Children who focus on learning a second language are often very excited to learn that language and become very open in accepting those who speak the language that they are learning. A child who knows a second language is better able to appreciate, understand, and interact with those of different cultural/ethnic backgrounds. For all these reasons, many believe that children who become bilingual also become more worldly.
Children immersed in bilingual education may see objects and events in the environment differently than their monolingual counterparts. But these benefits are not exclusive to children. There’s also evidence that a bilingual education can influence how speakers of all ages perceive events.
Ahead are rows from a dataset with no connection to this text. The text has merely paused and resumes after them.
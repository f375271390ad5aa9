//! Static health-advice content shown on the advice screen.

/// One advice topic: a tile with a short summary and a longer detail text.
#[derive(Clone, Copy, Debug)]
pub struct AdviceSection {
    pub title: &'static str,
    pub summary: &'static str,
    pub body: &'static str,
}

/// All advice topics, in display order.
pub fn sections() -> &'static [AdviceSection] {
    SECTIONS
}

const SECTIONS: &[AdviceSection] = &[
    AdviceSection {
        title: "General Advice",
        summary: "Learn about healthy eating, exercise, and more.",
        body: "Diet tips: healthy eating advice, what to avoid, and the importance of \
               balanced meals. Exercise: recommended physical activities and tips for \
               maintaining an active lifestyle.",
    },
    AdviceSection {
        title: "Prevention Tips",
        summary: "Lifestyle changes to lower your risk.",
        body: "Practical advice for those at risk of developing diabetes, focusing on \
               lifestyle changes that can help prevent it.",
    },
    AdviceSection {
        title: "When to Seek Help",
        summary: "Know the warning signs.",
        body: "Warning signs to look for that may require seeing a healthcare \
               professional, such as unusual thirst, frequent urination, or blurred \
               vision.",
    },
    AdviceSection {
        title: "Managing Diabetes",
        summary: "Advice for Type 1 and Type 2 diabetes.",
        body: "Tailored advice for individuals with Type 1 and Type 2 diabetes. Support \
               resources and how to manage diabetes as a newly diagnosed patient, or for \
               those who have been managing it for years.",
    },
    AdviceSection {
        title: "Interactive FAQs",
        summary: "Answers to common questions.",
        body: "Common questions and answers about diabetes, such as \"What are the \
               long-term effects?\" or \"How do I manage diabetes when I'm sick?\"",
    },
    AdviceSection {
        title: "Resources & Support",
        summary: "Find support groups and forums.",
        body: "Links to online resources, forums, and local support groups for emotional \
               and practical support.",
    },
    AdviceSection {
        title: "Contact a Specialist",
        summary: "Get expert help.",
        body: "How to get in touch with diabetes specialists or clinics, including \
               appointment booking, helplines, and telemedicine options.",
    },
    AdviceSection {
        title: "Stress Management",
        summary: "Tips to manage stress effectively.",
        body: "How stress can impact diabetes and ways to manage it, including \
               meditation and relaxation techniques.",
    },
];

#[cfg(test)]
mod tests {
    use super::*;

    #[test]
    fn sections_are_non_empty_and_unique() {
        let sections = sections();
        assert!(!sections.is_empty());
        for section in sections {
            assert!(!section.title.is_empty());
            assert!(!section.summary.is_empty());
            assert!(!section.body.is_empty());
        }
        let mut titles: Vec<_> = sections.iter().map(|s| s.title).collect();
        titles.sort_unstable();
        titles.dedup();
        assert_eq!(titles.len(), sections.len());
    }
}
//! The prediction request/response workflow: field state and validation,
//! model selection, the wire client, and report export.

pub mod api;
pub mod fields;
pub mod models;
pub mod report;

pub use api::{ModelResult, PredictError, ResultSet};
pub use fields::{FieldError, FieldKey, FormFields, NumericPayload};
pub use models::{ModelId, ModelSelection};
Bilingual Education Changes Perceptions
In one study, researchers asked 15 subjects who spoke German and/or English to watch a series of video clips. The videos showed people walking, biking, running, or driving. Researchers asked participants to decide whether scenarios without a clear goal (a woman walks down the street toward a parked car) were more similar to a scene with a clearly-defined goal (a woman walks into a building), or a scene with no goal at all (a woman strolls down a country road). Researchers found that nearly 40 percent of the time, German speakers matched the scenes with unclear goals, to goal-oriented scenes.
English speaking participants, on the other hand, matched scenes with no clear goals to goal-oriented outcomes only 25 percent of the time. The implications of the study are that German speakers are more likely to focus on the possible outcomes of a person’s actions, while English speakers pay more attention to the action itself.
When participants was bilingual, speaking both German and English, they seemed to switch off between these two perspectives depending on what language they were thinking in at the time. These study results suggest that being bilingual can affect how a speaker frames and understands events.
As a further example of how language changes the way we think, cognitive scientists have found that language can prompt speakers to pay attention to certain details in the environment. Russian speakers, for instance, are quicker to distinguish shades of blue than English speakers. Japanese speakers tend to group objects by their material (silk, metal, and etc.) rather than by their shape, whereas Koreans focus on how tightly objects fit together.
Bilingual Children: Better Pronunciation
If a young child is permitted and encouraged to learn one or more additional languages, they will tend to speak those languages better than an adult counterpart. If the child focuses on the second language at a very young age, he will develop pronunciation skills that are similar to those of native speakers of that language. Children who adopt a second language at a young age are also more able to develop a native accent.
Bilingual Children Are Smarter
It’s been found that children who use a second language have an increased level of cognitive development. One of the main areas in which children develop skills is referred to as object performance. This is the process by which a child knows and understands that an object has more than one name in more than one language, but remains the same, despite the fact that it is called different things by different people.
Educators and other professionals have established the fact that learning a new language is more than a word-based activity. Many professionals believe that speaking a foreign language provides a child with an opportunity to increase his problem-solving skills. Such skills involve the use of in-depth and critical thinking, mental flexibility, and creativity, too.
Students who received bilingual education have been evaluated using the the same standardized testing procedures employed in schools. The children who received a bilingual education, as you might have expected, scored higher on the verbal section of these tests. But they also scored higher in math. This seems proof positive that the benefits of a bilingual education go way beyond communication.